Tuesday: We drove 18 miles to Springfield, the capital. Destination: the new Lincoln Museum. This is a first-rate place. Not only are there numerous displays of Lincoln memorabilia, but there are many stage shows. “Ghosts in the Library” was an astonishing high-tech mixture of holograms and a live actor. It was so captivating and mind boggling that we made a second visit to see if we could figure out where humans left off and where the technology took up the story. But it was seamless and left us astonished.
We also attended a two-man play set in Ford's Theater in Washington, D.C., that struggled with the impact of the assassination of Lincoln in 1865. And the actors came on stage at the end to answer questions about the events.

One of the presentations in another theater took us through the life and events of the president. It was filled with outstanding effects, including vibrating seats that fairly lifted you up during the battles of the Civil War. Great production values that would capture people of every age.

Wednesday, June 17, 2009

Trail of Tears



The Mississippi Delta was shining
Like a National guitar
I am following the river
Down the highway
Through the cradle of the civil war
I'm going to Graceland
Graceland
In Memphis Tennessee
I'm going to Graceland
Poorboys and Pilgrims with families
And we are going to Graceland


Lyrics to Graceland, Paul Simon

We're on that ribbon of highway, coming north from Louisiana. After a layover in Jackson, Mississippi, at a spectacular campground on the edge of a lake, we were refreshed and ready to roll.
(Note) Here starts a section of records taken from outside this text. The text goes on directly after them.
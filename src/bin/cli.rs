use std::fs;

use clap::{Parser, Subcommand, ValueEnum};

use fee_portal::client::{ClientError, PortalClient};
use fee_portal::models::{PaymentMethod, StudentView};
use fee_portal::payments::PaymentRequest;
use fee_portal::roster::{RosterFilter, StatusFilter};

const TOKEN_FILE: &str = ".fee_portal_token";

#[derive(Parser)]
#[command(name = "fee-cli")]
#[command(about = "CLI for the student fee portal", long_about = None)]
struct Cli {
    #[command(subcommand)]
    command: Commands,

    #[arg(short, long, default_value = "http://localhost:5000")]
    url: String,
}

#[derive(Subcommand)]
enum Commands {
    Register {
        #[arg(short, long)]
        name: String,
        #[arg(short, long)]
        email: String,
        #[arg(short, long)]
        password: String,
    },
    Login {
        #[arg(short, long)]
        email: String,
        #[arg(short, long)]
        password: String,
    },
    Logout,
    /// Show the logged-in student
    Me,
    /// List all students
    Students {
        #[arg(short, long, default_value = "")]
        search: String,
        #[arg(long, default_value = "all")]
        status: StatusFilter,
    },
    /// Update name and/or email
    Profile {
        #[arg(short, long)]
        name: Option<String>,
        #[arg(short, long)]
        email: Option<String>,
    },
    Pay {
        #[arg(short, long)]
        amount: f64,
        #[arg(short, long, value_enum, default_value = "credit")]
        method: MethodArg,
        #[arg(long)]
        card_number: Option<String>,
        #[arg(long)]
        expiry: Option<String>,
        #[arg(long)]
        cvv: Option<String>,
        #[arg(long)]
        cardholder: Option<String>,
    },
    History,
    /// Follow payment updates live
    Watch {
        #[arg(long, default_value = "all")]
        status: StatusFilter,
    },
}

#[derive(Clone, Copy, ValueEnum)]
enum MethodArg {
    Credit,
    Debit,
    Upi,
}

impl From<MethodArg> for PaymentMethod {
    fn from(arg: MethodArg) -> Self {
        match arg {
            MethodArg::Credit => PaymentMethod::Credit,
            MethodArg::Debit => PaymentMethod::Debit,
            MethodArg::Upi => PaymentMethod::Upi,
        }
    }
}

fn saved_client(url: &str) -> PortalClient {
    let client = PortalClient::new(url);
    match fs::read_to_string(TOKEN_FILE) {
        Ok(token) if !token.trim().is_empty() => client.with_token(token.trim()),
        _ => client,
    }
}

fn print_student(student: &StudentView) {
    let status = if student.fees_paid { "paid" } else { "unpaid" };
    println!("{}  {:<24} {:<32} {}", student.id, student.name, student.email, status);
}

#[tokio::main]
async fn main() -> Result<(), Box<dyn std::error::Error>> {
    let cli = Cli::parse();
    let mut client = saved_client(&cli.url);

    match cli.command {
        Commands::Register { name, email, password } => {
            let session = client.register(&name, &email, &password).await?;
            fs::write(TOKEN_FILE, &session.token)?;
            println!("Registered {}. Token saved to {}", session.student.email, TOKEN_FILE);
        }
        Commands::Login { email, password } => match client.login(&email, &password).await {
            Ok(session) => {
                fs::write(TOKEN_FILE, &session.token)?;
                println!("Logged in. Token saved to {}", TOKEN_FILE);
            }
            Err(ClientError::Api { message, .. }) => println!("Login failed: {}", message),
            Err(e) => return Err(e.into()),
        },
        Commands::Logout => {
            client.logout();
            let _ = fs::remove_file(TOKEN_FILE);
            println!("Logged out (token removed).");
        }
        Commands::Me => print_student(&client.me().await?),
        Commands::Students { search, status } => {
            let filter = RosterFilter { search, status };
            let students = client.list_students().await?;
            let shown: Vec<_> = students.iter().filter(|s| filter.matches(s)).collect();
            for student in &shown {
                print_student(student);
            }
            println!("{} of {} students", shown.len(), students.len());
        }
        Commands::Profile { name, email } => {
            let student = client.update_profile(name.as_deref(), email.as_deref()).await?;
            print_student(&student);
        }
        Commands::Pay { amount, method, card_number, expiry, cvv, cardholder } => {
            let request = PaymentRequest {
                amount,
                payment_method: method.into(),
                card_number,
                expiry_date: expiry,
                cvv,
                cardholder_name: cardholder,
            };
            let receipt = client.process_payment(&request).await?;
            println!("Payment successful. Transaction {}", receipt.transaction_id);
        }
        Commands::History => {
            for record in client.payment_history().await? {
                println!(
                    "{}  {:>10.2}  {:<6}  {}",
                    record.date.format("%Y-%m-%d %H:%M"),
                    record.amount,
                    record.payment_method.to_string(),
                    record.transaction_id
                );
            }
        }
        Commands::Watch { status } => {
            let filter = RosterFilter::status(status);
            let mut roster = client.open_roster().await?;
            let counts = roster.roster().counts();
            println!("{} students, {} paid, {} unpaid. Waiting for payments...", counts.total, counts.paid, counts.unpaid);

            loop {
                tokio::select! {
                    update = roster.next() => {
                        let Some(update) = update else {
                            println!("Connection closed.");
                            break;
                        };
                        let counts = roster.roster().counts();
                        println!("{} <{}> paid. Now {} paid, {} unpaid.", update.name, update.email, counts.paid, counts.unpaid);
                        for student in roster.roster().view(&filter) {
                            print_student(student);
                        }
                    }
                    _ = tokio::signal::ctrl_c() => {
                        roster.close().await;
                        break;
                    }
                }
            }
        }
    }

    Ok(())
}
Our neighboring camper, in an eight-foot-square blue tent, had installed an air conditioner in the wall of his tent. That's roughing it in America, folks.
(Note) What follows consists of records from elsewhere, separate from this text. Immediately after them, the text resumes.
//! Client session for the fee portal API.
//!
//! A [`PortalClient`] carries the base URL and the current bearer token; views
//! that need the network get it passed in explicitly. [`RemoteSubscription`] is
//! the `/ws` side of the same session.

use async_trait::async_trait;
use futures::StreamExt;
use reqwest::{Client, RequestBuilder};
use serde::de::DeserializeOwned;
use serde_json::json;
use thiserror::Error;
use tokio::net::TcpStream;
use tokio_tungstenite::tungstenite::Message;
use tokio_tungstenite::{connect_async, MaybeTlsStream, WebSocketStream};
use tracing::{debug, warn};

use crate::auth::AuthSession;
use crate::models::{PaymentRecord, PaymentUpdate, ServerEvent, StudentView};
use crate::payments::{PaymentReceipt, PaymentRequest};
use crate::rest::StudentEnvelope;
use crate::roster::{LiveRoster, UpdateStream};

#[derive(Debug, Error)]
pub enum ClientError {
    #[error("HTTP error: {0}")]
    Http(#[from] reqwest::Error),

    #[error("WebSocket error: {0}")]
    WebSocket(#[from] Box<tokio_tungstenite::tungstenite::Error>),

    /// The server answered with an error body.
    #[error("{message} ({kind}, HTTP {status})")]
    Api {
        status: u16,
        kind: String,
        message: String,
    },

    #[error("Not logged in")]
    NotLoggedIn,
}

#[derive(Clone)]
pub struct PortalClient {
    http: Client,
    base_url: String,
    token: Option<String>,
}

impl PortalClient {
    pub fn new(base_url: impl Into<String>) -> Self {
        let base_url = base_url.into().trim_end_matches('/').to_string();
        Self {
            http: Client::new(),
            base_url,
            token: None,
        }
    }

    pub fn with_token(mut self, token: impl Into<String>) -> Self {
        self.token = Some(token.into());
        self
    }

    pub fn token(&self) -> Option<&str> {
        self.token.as_deref()
    }

    pub fn logout(&mut self) {
        self.token = None;
    }

    fn url(&self, path: &str) -> String {
        format!("{}{}", self.base_url, path)
    }

    fn ws_url(&self) -> String {
        let base = if let Some(rest) = self.base_url.strip_prefix("https://") {
            format!("wss://{}", rest)
        } else if let Some(rest) = self.base_url.strip_prefix("http://") {
            format!("ws://{}", rest)
        } else {
            self.base_url.clone()
        };
        format!("{}/ws", base)
    }

    fn authed(&self, req: RequestBuilder) -> Result<RequestBuilder, ClientError> {
        let token = self.token.as_deref().ok_or(ClientError::NotLoggedIn)?;
        Ok(req.bearer_auth(token))
    }

    async fn send<T: DeserializeOwned>(req: RequestBuilder) -> Result<T, ClientError> {
        let res = req.send().await?;
        let status = res.status();
        if status.is_success() {
            return Ok(res.json().await?);
        }

        let body: serde_json::Value = res.json().await.unwrap_or_default();
        Err(ClientError::Api {
            status: status.as_u16(),
            kind: body["error"].as_str().unwrap_or("Unknown").to_string(),
            message: body["message"]
                .as_str()
                .or(status.canonical_reason())
                .unwrap_or("request failed")
                .to_string(),
        })
    }

    /// Registers and keeps the returned token for later calls.
    pub async fn register(&mut self, name: &str, email: &str, password: &str) -> Result<AuthSession, ClientError> {
        let req = self
            .http
            .post(self.url("/auth/register"))
            .json(&json!({ "name": name, "email": email, "password": password }));
        let session: AuthSession = Self::send(req).await?;
        self.token = Some(session.token.clone());
        Ok(session)
    }

    pub async fn login(&mut self, email: &str, password: &str) -> Result<AuthSession, ClientError> {
        let req = self
            .http
            .post(self.url("/auth/login"))
            .json(&json!({ "email": email, "password": password }));
        let session: AuthSession = Self::send(req).await?;
        self.token = Some(session.token.clone());
        Ok(session)
    }

    pub async fn me(&self) -> Result<StudentView, ClientError> {
        let req = self.authed(self.http.get(self.url("/auth/me")))?;
        let envelope: StudentEnvelope = Self::send(req).await?;
        Ok(envelope.student)
    }

    pub async fn list_students(&self) -> Result<Vec<StudentView>, ClientError> {
        Self::send(self.http.get(self.url("/students"))).await
    }

    pub async fn update_profile(&self, name: Option<&str>, email: Option<&str>) -> Result<StudentView, ClientError> {
        let req = self
            .authed(self.http.put(self.url("/students/profile")))?
            .json(&json!({ "name": name, "email": email }));
        let envelope: StudentEnvelope = Self::send(req).await?;
        Ok(envelope.student)
    }

    pub async fn process_payment(&self, payment: &PaymentRequest) -> Result<PaymentReceipt, ClientError> {
        let req = self
            .authed(self.http.post(self.url("/payments/process")))?
            .json(payment);
        Self::send(req).await
    }

    pub async fn payment_history(&self) -> Result<Vec<PaymentRecord>, ClientError> {
        let req = self.authed(self.http.get(self.url("/payments/history")))?;
        Self::send(req).await
    }

    /// Opens the realtime channel. No authentication is required to listen.
    pub async fn subscribe(&self) -> Result<RemoteSubscription, ClientError> {
        let url = self.ws_url();
        let (stream, _) = connect_async(url.as_str()).await.map_err(Box::new)?;
        debug!(%url, "subscribed to payment updates");
        Ok(RemoteSubscription { stream: Some(stream) })
    }

    /// Subscribes first, then fetches, so no update between the two is lost.
    pub async fn open_roster(&self) -> Result<LiveRoster<RemoteSubscription>, ClientError> {
        let subscription = self.subscribe().await?;
        LiveRoster::activate(subscription, self.list_students()).await
    }
}

type Socket = WebSocketStream<MaybeTlsStream<TcpStream>>;

/// Payment updates received over `/ws`. Ends for good when the socket closes.
pub struct RemoteSubscription {
    stream: Option<Socket>,
}

impl RemoteSubscription {
    pub async fn next(&mut self) -> Option<PaymentUpdate> {
        loop {
            let stream = self.stream.as_mut()?;
            match stream.next().await {
                Some(Ok(Message::Text(text))) => match serde_json::from_str::<ServerEvent>(&text) {
                    Ok(ServerEvent::PaymentUpdate(update)) => return Some(update),
                    Err(e) => warn!(error = %e, "ignoring unreadable frame"),
                },
                Some(Ok(Message::Close(_))) | Some(Err(_)) | None => {
                    self.stream = None;
                    return None;
                }
                Some(Ok(_)) => {}
            }
        }
    }

    /// Sends a close frame before dropping the socket.
    pub async fn disconnect(&mut self) {
        if let Some(mut stream) = self.stream.take() {
            if let Err(e) = stream.close(None).await {
                debug!(error = %e, "close handshake failed");
            }
        }
    }

    pub fn is_open(&self) -> bool {
        self.stream.is_some()
    }
}

#[async_trait]
impl UpdateStream for RemoteSubscription {
    async fn next_update(&mut self) -> Option<PaymentUpdate> {
        self.next().await
    }

    async fn close(&mut self) {
        self.disconnect().await;
    }
}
Before we left the camp we were visited by a red-tailed squirrel who knew no fear. He perched on our windshield wipers and nosily looked inside our rig. Then we heard him rummaging around in the engine compartment. Chai was quite perturbed. Pictures are to be found if you click on those.

The road out of the Louisiana lowlands, through the delta and the bayous, was like a washboard, pretty rough. Even though it is an interstate highway, it was desperately in need of repair because the concrete slabs seemed to have subsided just a hair. As a result, there was a constant thunking as we moved along over each of the discrepancies.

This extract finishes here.